5 - Pour conclure provisoirement : le matérialisme historique et dialectique se veut être le dépassement des deux tendances philosophiques : le matérialisme et l’idéalisme. Il opère ce dépassement en remettant en question le débat matière-pensée (est-ce la matière qui détermine la pensée ou le contraire ?). Tout en reconnaissant en dernière analyse que la matière détermine la pensée, le matérialisme dialectique de Marx considère la pensée, la conscience, comme une expression matérielle, et pas comme une entité abstraite, n’ayant aucun rapport avec le dit monde matériel (au sens du matérialisme bourgeois). Le marxisme parle d’une réalité dialectique en mouvement, où chaque chose est le résultat de l’ activité humaine, donc d’une pratique sociale. Le monde réel est tout autant constitué d’objet que d’idées humaines.

« Si (...) nous voulons, dit Pannekoek, représenter notre monde d’expérience tout entier, le concept de matière physique ne suffit pas ; nous avons besoin d’autres concepts comme l’énergie, l’esprit, la conscience. » (Lénine philosophe.)

G. Bad

Notes

(1) Tu pourras trouver dans Echanges des textes allant dans ton sens, notamment « Continuité et discontinuité dans le déclin de l’accumulation mondiale... » (n° 117).

(2) « La pensée et l’être sont certes distincts mais en même temps ils forment une unité » (Manuscrits de 1844, Editions sociales, p. 90)

(3) Il faut préciser que nous ne voyons pas dans la misère que la misère mais son aspect actif révolutionnaire.

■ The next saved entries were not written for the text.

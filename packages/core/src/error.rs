//! Error types for registration and dispatch.

use thiserror::Error;

use crate::name::StructuredName;
use crate::value::ValueType;

/// Failure raised by the body of an exposed member.
pub type MemberError = Box<dyn std::error::Error + Send + Sync + 'static>;

/// Failure raised by a [`Publisher`](crate::Publisher) while publishing or
/// retracting a name.
pub type PublishError = Box<dyn std::error::Error + Send + Sync + 'static>;

/// Result type alias for core operations.
pub type Result<T> = std::result::Result<T, Error>;

/// Errors from naming, introspection, registration and dispatch.
///
/// Every variant is reported synchronously to the caller of the operation
/// that triggered it; nothing is retried.
#[derive(Debug, Error)]
pub enum Error {
    /// The domain, primary key or a folder segment is empty or malformed.
    #[error("invalid name: {message}")]
    InvalidName { message: String },

    /// A declared member does not have a recognized accessor or operation shape.
    #[error("invalid member '{member}': {message}")]
    InvalidMember { member: String, message: String },

    /// Another object is already registered under this name.
    #[error("name already registered: {0}")]
    DuplicateName(StructuredName),

    /// Nothing is registered under this name.
    #[error("no managed object registered as {0}")]
    NotFound(StructuredName),

    /// The object has no attribute or operation matching the request.
    #[error("no member '{member}' on {name}")]
    NoSuchMember { name: StructuredName, member: String },

    /// More than one overload accepts the supplied arguments equally well.
    #[error("operation '{operation}' on {name} is ambiguous for {arity} argument(s): {candidates}")]
    AmbiguousOperation {
        name: StructuredName,
        operation: String,
        arity: usize,
        candidates: String,
    },

    /// The attribute has no getter.
    #[error("attribute '{attribute}' on {name} is not readable")]
    NotReadable {
        name: StructuredName,
        attribute: String,
    },

    /// The attribute has no setter.
    #[error("attribute '{attribute}' on {name} is not writable")]
    NotWritable {
        name: StructuredName,
        attribute: String,
    },

    /// An argument could not be coerced to the declared parameter type.
    #[error("type mismatch for '{member}' argument {position}: expected {expected}, found {found}")]
    TypeMismatch {
        member: String,
        position: usize,
        expected: ValueType,
        found: String,
    },

    /// The member's own body failed.
    #[error("'{member}' on {name} failed: {source}")]
    Invocation {
        name: StructuredName,
        member: String,
        #[source]
        source: MemberError,
    },

    /// The registry changed but the endpoint could not be notified.
    #[error("failed to publish change of {name}: {source}")]
    Publish {
        name: StructuredName,
        #[source]
        source: PublishError,
    },
}

impl Error {
    pub(crate) fn invalid_name(message: impl Into<String>) -> Self {
        Error::InvalidName {
            message: message.into(),
        }
    }

    pub(crate) fn invalid_member(member: impl Into<String>, message: impl Into<String>) -> Self {
        Error::InvalidMember {
            member: member.into(),
            message: message.into(),
        }
    }

    /// Stable snake_case identifier of the variant, used on the wire.
    pub fn kind(&self) -> &'static str {
        match self {
            Error::InvalidName { .. } => "invalid_name",
            Error::InvalidMember { .. } => "invalid_member",
            Error::DuplicateName(_) => "duplicate_name",
            Error::NotFound(_) => "not_found",
            Error::NoSuchMember { .. } => "no_such_member",
            Error::AmbiguousOperation { .. } => "ambiguous_operation",
            Error::NotReadable { .. } => "not_readable",
            Error::NotWritable { .. } => "not_writable",
            Error::TypeMismatch { .. } => "type_mismatch",
            Error::Invocation { .. } => "invocation",
            Error::Publish { .. } => "publish",
        }
    }

    /// True when the failure came from the managed object's own code rather
    /// than from the dispatch machinery.
    pub fn is_invocation_fault(&self) -> bool {
        matches!(self, Error::Invocation { .. })
    }
}

#[cfg(test)]
mod tests {
    use super::*;
    use std::error::Error as StdError;

    fn name() -> StructuredName {
        StructuredName::new("j256", "testObject", Vec::new()).unwrap()
    }

    #[test]
    fn invalid_name_display() {
        let e = Error::invalid_name("domain is empty");
        assert_eq!(e.to_string(), "invalid name: domain is empty");
        assert_eq!(e.kind(), "invalid_name");
    }

    #[test]
    fn invalid_member_display() {
        let e = Error::invalid_member("get", "nothing follows the 'get' prefix");
        let display = e.to_string();
        assert!(display.contains("'get'"));
        assert!(display.contains("prefix"));
    }

    #[test]
    fn duplicate_name_display() {
        let e = Error::DuplicateName(name());
        assert!(e.to_string().contains("j256:name=testObject"));
        assert_eq!(e.kind(), "duplicate_name");
    }

    #[test]
    fn type_mismatch_display() {
        let e = Error::TypeMismatch {
            member: "resetFoo".to_string(),
            position: 0,
            expected: ValueType::Integer,
            found: "string".to_string(),
        };
        let display = e.to_string();
        assert!(display.contains("resetFoo"));
        assert!(display.contains("expected integer"));
        assert!(display.contains("found string"));
    }

    #[test]
    fn invocation_carries_source() {
        let e = Error::Invocation {
            name: name(),
            member: "someCall".to_string(),
            source: "because I can".into(),
        };
        assert!(e.is_invocation_fault());
        assert_eq!(StdError::source(&e).unwrap().to_string(), "because I can");
        assert!(e.to_string().contains("because I can"));
    }

    #[test]
    fn publish_carries_source() {
        let e = Error::Publish {
            name: name(),
            source: "endpoint closed".into(),
        };
        assert!(!e.is_invocation_fault());
        assert_eq!(e.kind(), "publish");
        assert!(StdError::source(&e).is_some());
    }

    #[test]
    fn not_found_has_no_source() {
        let e = Error::NotFound(name());
        assert!(StdError::source(&e).is_none());
        assert_eq!(e.kind(), "not_found");
    }
}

Ceci pour ceux qui penseraient que nous sommes fatalistes et contemplatifs, culte de la classe ensoi et pas pour elle-même et tout le credo syndicaliste.

(4) Sur cette question de l’être conscient, vois un livre de Franz Jakubowski, Les Superstructures idéologiques dans la conception matérialiste de l’histoire (éd. EDI).

(5) L’identité sera elle aussi rejetée.

(6) « La nature est une nature humaine socialisée », Manuscrits de 1844, op. cit., p. 89.